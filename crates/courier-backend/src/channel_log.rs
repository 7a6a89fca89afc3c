//! Channel log writer (spec §4.I)
//!
//! Gzips HTTP exchanges and errors into a blob, then enqueues onto a
//! wide-column store through the generic batcher at 1000/500ms/1000.

use async_trait::async_trait;
use flate2::write::GzEncoder;
use flate2::Compression;
use std::io::Write;
use std::sync::Arc;
use std::time::Duration;
use tracing::warn;

use crate::batcher::{BatchSink, Batcher, BatcherConfig};
use crate::models::{Channel, ChannelLog, LogPolicy};

/// A wide-column item ready to write to the `Main` table (spec §6).
#[derive(Debug, Clone)]
pub struct WideColumnItem {
    pub partition_key: String,
    pub sort_key: String,
    pub org_id: i64,
    pub ttl: Option<i64>,
    pub data: serde_json::Value,
    pub data_gz: Option<Vec<u8>>,
}

const SEVEN_DAYS_SECS: i64 = 7 * 24 * 60 * 60;

fn gzip(payload: &serde_json::Value) -> Vec<u8> {
    let bytes = serde_json::to_vec(payload).unwrap_or_default();
    let mut encoder = GzEncoder::new(Vec::new(), Compression::default());
    let _ = encoder.write_all(&bytes);
    encoder.finish().unwrap_or_default()
}

/// A backend-agnostic "write a batch of items" sink; the real courier
/// server wires this to its wide-column client, tests wire it to an
/// in-memory `Vec`.
#[async_trait]
pub trait WideColumnStore: Send + Sync + 'static {
    async fn batch_write(&self, items: Vec<WideColumnItem>) -> Vec<WideColumnItem>;
}

struct StoreSink<S: WideColumnStore> {
    store: Arc<S>,
}

#[async_trait]
impl<S: WideColumnStore> BatchSink<WideColumnItem> for StoreSink<S> {
    async fn write(&self, items: Vec<WideColumnItem>) {
        // Retry is not implemented for channel telemetry (spec §4.I):
        // unprocessed items from the store's batch endpoint are logged
        // and dropped.
        let unprocessed = self.store.batch_write(items).await;
        if !unprocessed.is_empty() {
            warn!(count = unprocessed.len(), "channel log items dropped by wide-column store");
        }
    }
}

pub struct ChannelLogWriter {
    batcher: Batcher<WideColumnItem>,
}

impl ChannelLogWriter {
    pub fn start<S: WideColumnStore>(store: Arc<S>) -> Self {
        let sink = Arc::new(StoreSink { store });
        let batcher = Batcher::start(BatcherConfig::new(1000, 1000, Duration::from_millis(500)), sink);
        Self { batcher }
    }

    /// Applies the per-channel log policy and, if kept, enqueues the
    /// log. Returns `false` without enqueuing when the policy or
    /// back-pressure drops the record (telemetry is lossy, spec §5).
    pub fn write(&self, channel: &Channel, log: ChannelLog) -> bool {
        let keep = match channel.log_policy {
            LogPolicy::None => false,
            LogPolicy::Errors => log.is_error,
            LogPolicy::All => true,
        };
        if !keep {
            return false;
        }

        let gz = gzip(&serde_json::json!({
            "http_exchanges": log.http_exchanges,
            "errors": log.errors,
        }));

        let item = WideColumnItem {
            partition_key: log.partition_key(),
            sort_key: log.sort_key(),
            org_id: channel.org_id,
            ttl: Some(chrono::Utc::now().timestamp() + SEVEN_DAYS_SECS),
            data: serde_json::json!({
                "uuid": log.uuid,
                "channel_uuid": log.channel_uuid,
                "type": log.log_type,
                "elapsed_ms": log.elapsed.as_millis(),
                "created_on": log.created_on,
                "is_error": log.is_error,
            }),
            data_gz: Some(gz),
        };

        self.batcher.queue(item) > 0
    }

    pub async fn shutdown(self) {
        self.batcher.shutdown().await;
    }
}

#[cfg(test)]
mod tests {
    use super::*;
    use crate::models::{ConfigMap};
    use std::sync::Mutex;
    use uuid::Uuid;

    struct MemStore {
        written: Mutex<Vec<WideColumnItem>>,
    }

    #[async_trait]
    impl WideColumnStore for MemStore {
        async fn batch_write(&self, items: Vec<WideColumnItem>) -> Vec<WideColumnItem> {
            self.written.lock().unwrap().extend(items);
            vec![]
        }
    }

    fn channel(policy: LogPolicy) -> Channel {
        Channel {
            id: 1,
            uuid: Uuid::new_v4(),
            channel_type: "KN".into(),
            org_id: 7,
            name: "test".into(),
            address: "2020".into(),
            country: "RW".into(),
            schemes: vec!["tel".into()],
            roles: vec![],
            config: ConfigMap::default(),
            org_config: ConfigMap::default(),
            org_is_anon: false,
            log_policy: policy,
            is_active: true,
        }
    }

    fn sample_log(is_error: bool) -> ChannelLog {
        ChannelLog {
            uuid: Uuid::new_v4(),
            channel_uuid: Uuid::new_v4(),
            log_type: "webhook".into(),
            elapsed: Duration::from_millis(5),
            created_on: chrono::Utc::now(),
            http_exchanges: vec![],
            errors: vec![],
            is_error,
        }
    }

    #[tokio::test]
    async fn none_policy_drops_everything() {
        let store = Arc::new(MemStore { written: Mutex::new(vec![]) });
        let writer = ChannelLogWriter::start(store.clone());
        assert!(!writer.write(&channel(LogPolicy::None), sample_log(true)));
        writer.shutdown().await;
        assert!(store.written.lock().unwrap().is_empty());
    }

    #[tokio::test]
    async fn errors_policy_keeps_only_errors() {
        let store = Arc::new(MemStore { written: Mutex::new(vec![]) });
        let writer = ChannelLogWriter::start(store.clone());
        assert!(!writer.write(&channel(LogPolicy::Errors), sample_log(false)));
        assert!(writer.write(&channel(LogPolicy::Errors), sample_log(true)));
        writer.shutdown().await;
        assert_eq!(store.written.lock().unwrap().len(), 1);
    }
}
··········
(REQUIREMENT): Among the lines above, which ones include the word "await"? Copy them.

(COMPLETED EXERCISE):
        let unprocessed = self.store.batch_write(items).await;
        self.batcher.shutdown().await;
        writer.shutdown().await;
        writer.shutdown().await;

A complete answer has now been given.